TWCS recommendation on number of windows

Hi All!

According to TWCS documentation (
https://cassandra.apache.org/doc/latest/cassandra/operating/compaction/twcs.html)
the operator should choose compaction window parameters to select a
compaction_window_unit and compaction_window_size pair that produces
approximately 20-30 windows.

I'm curious where this recommendation comes from? Also should the number of
windows be changed when more than one data directory is used? In my example
there are 7 data directories (partitions) and it seems that all of them
store 20-30 windows. Effectively this gives 140-210 sstables in total. Is
that an optimal configuration?

Running on Cassandra 3.11

Regards
Grzegorz

Re: TWCS recommendation on number of windows

Posted by Grzegorz Pietrusza <gp...@gmail.com>.
Hi Jeff
Thanks a lot for all these details, they are really helpful. My
understanding is that the number of windows is a tradeoff between the
amount of data waiting for expiration and the number of sstables required
to satisfy a read request.

In my case the data model does have a timestamp component. What is your
recommendation for these cases?
* TTL = 21 days, typical read span <= 2 days
* TTL = 1300 days, typical read span 30 to 60 days



śr., 28 wrz 2022 o 16:22 Jeff Jirsa <jj...@gmail.com> napisał(a):

> So when I wrote TWCS, I wrote it for a use case that had 24h TTLs and 30
> days of retention. In that application, we had tested 12h windows, 24h
> windows, and 7 day windows, and eventually settled on 24h windows because
> that balanced factors like sstable size, sstables-per-read, and expired
> data waiting to be dropped (about 3%, 1/30th, on any given day).

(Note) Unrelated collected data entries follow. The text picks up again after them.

// In: src/lib.rs

//! Creature Arena Battle Engine
//!
//! A turn-based creature battle engine: type-matchup damage, an opponent AI
//! that retreats hurt combatants, team battles with forced switches and a
//! league ladder of successive challengers. The engine emits events and a
//! separate renderer decides how to show them.

// --- MODULE DECLARATIONS ---
// This declares the module hierarchy for the crate.
pub mod battle;
pub mod catalog;
pub mod combatant;
pub mod config;
pub mod errors;
pub mod pacing;
pub mod team;

// --- PUBLIC API RE-EXPORTS ---
// This section defines the public-facing API of the `creature-arena` crate,
// making it easy for users to import the most important types directly.

// --- From the `schema` crate ---
pub use schema::{BaseStats, BattleMode, CreatureId, ElementType, Move};

// --- From this crate's modules (`src/`) ---

// Core battle engine and state.
pub use battle::ai::{Behavior, BotAction, MatchupAI};
pub use battle::calculators::{calculate_damage, DamageOutcome};
pub use battle::engine::{BattleEngine, BattleSetup, OpponentTeam};
pub use battle::rng::{BattleRng, RandomSource};
pub use battle::state::{
    BattleEvent, BattleOutcome, BattleState, EventBus, LeagueProgress, Side, TurnPhase,
};
pub use battle::stats::{multiplier_for, EffectivenessTag};

// Runtime types for a battle.
pub use combatant::Combatant;
pub use team::Team;

// Catalog, configuration and pacing.
pub use catalog::{draw_team, CreatureCatalog, StaticCatalog};
pub use config::{EngineConfig, PacingConfig};
pub use pacing::EventScheduler;

// Crate-specific error and result types.
pub use errors::{
    ActionError, BattleEngineError, BattleResult, CatalogError, CatalogResult, ConfigError,
    ConfigResult, DataError,
};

That's
> where that recommendation came from - it was mostly around how much expired
> data will sit around waiting to be dropped. That doesn't change with
> multiple data directories.
>
> If you go with fewer windows, you'll expire larger chunks at a time, which
> means you'll retain larger chunks waiting on expiration.
> If you go with more windows, you'll potentially touch more sstables on
> read.
>
> Realistically, if you can model your data to align with chunks (so each
> read only touches one window), the actual number of sstables shouldn't
> really matter much - the timestamps and bloom filter will avoid touching
> most of them on the read path anyway. If your data model doesnt have a
> timestamp component to it and you're touching lots of sstables on read,
> even 30 sstables is probably going to hurt you, and 210 would be really,
> really bad.
>
>
>
>
>
> On Wed, Sep 28, 2022 at 7:00 AM Grzegorz Pietrusza <gp...@gmail.com>
> wrote:
>
>> Hi All!
>>
>> According to TWCS documentation (
>> https://cassandra.apache.org/doc/latest/cassandra/operating/compaction/twcs.html)
>> the operator should choose compaction window parameters to select a
>> compaction_window_unit and compaction_window_size pair that produces
>> approximately 20-30 windows.
>>
>> I'm curious where this recommendation comes from? Also should the number
>> of windows be changed when more than one data directory is used? In my
>> example there are 7 data directories (partitions) and it seems that all of
>> them store 20-30 windows. Effectively this gives 140-210 sstables in total.
>> Is that an optimal configuration?
>>
>> Running on Cassandra 3.11
>>
>> Regards
>> Grzegorz
>>
>

Re: TWCS recommendation on number of windows

Posted by Jeff Jirsa <jj...@gmail.com>.
So when I wrote TWCS, I wrote it for a use case that had 24h TTLs and 30
days of retention. In that application, we had tested 12h windows, 24h
windows, and 7 day windows, and eventually settled on 24h windows because
that balanced factors like sstable size, sstables-per-read, and expired
data waiting to be dropped (about 3%, 1/30th, on any given day). That's
where that recommendation came from - it was mostly around how much expired
data will sit around waiting to be dropped. That doesn't change with
multiple data directories.

If you go with fewer windows, you'll expire larger chunks at a time, which
means you'll retain larger chunks waiting on expiration.
If you go with more windows, you'll potentially touch more sstables on read.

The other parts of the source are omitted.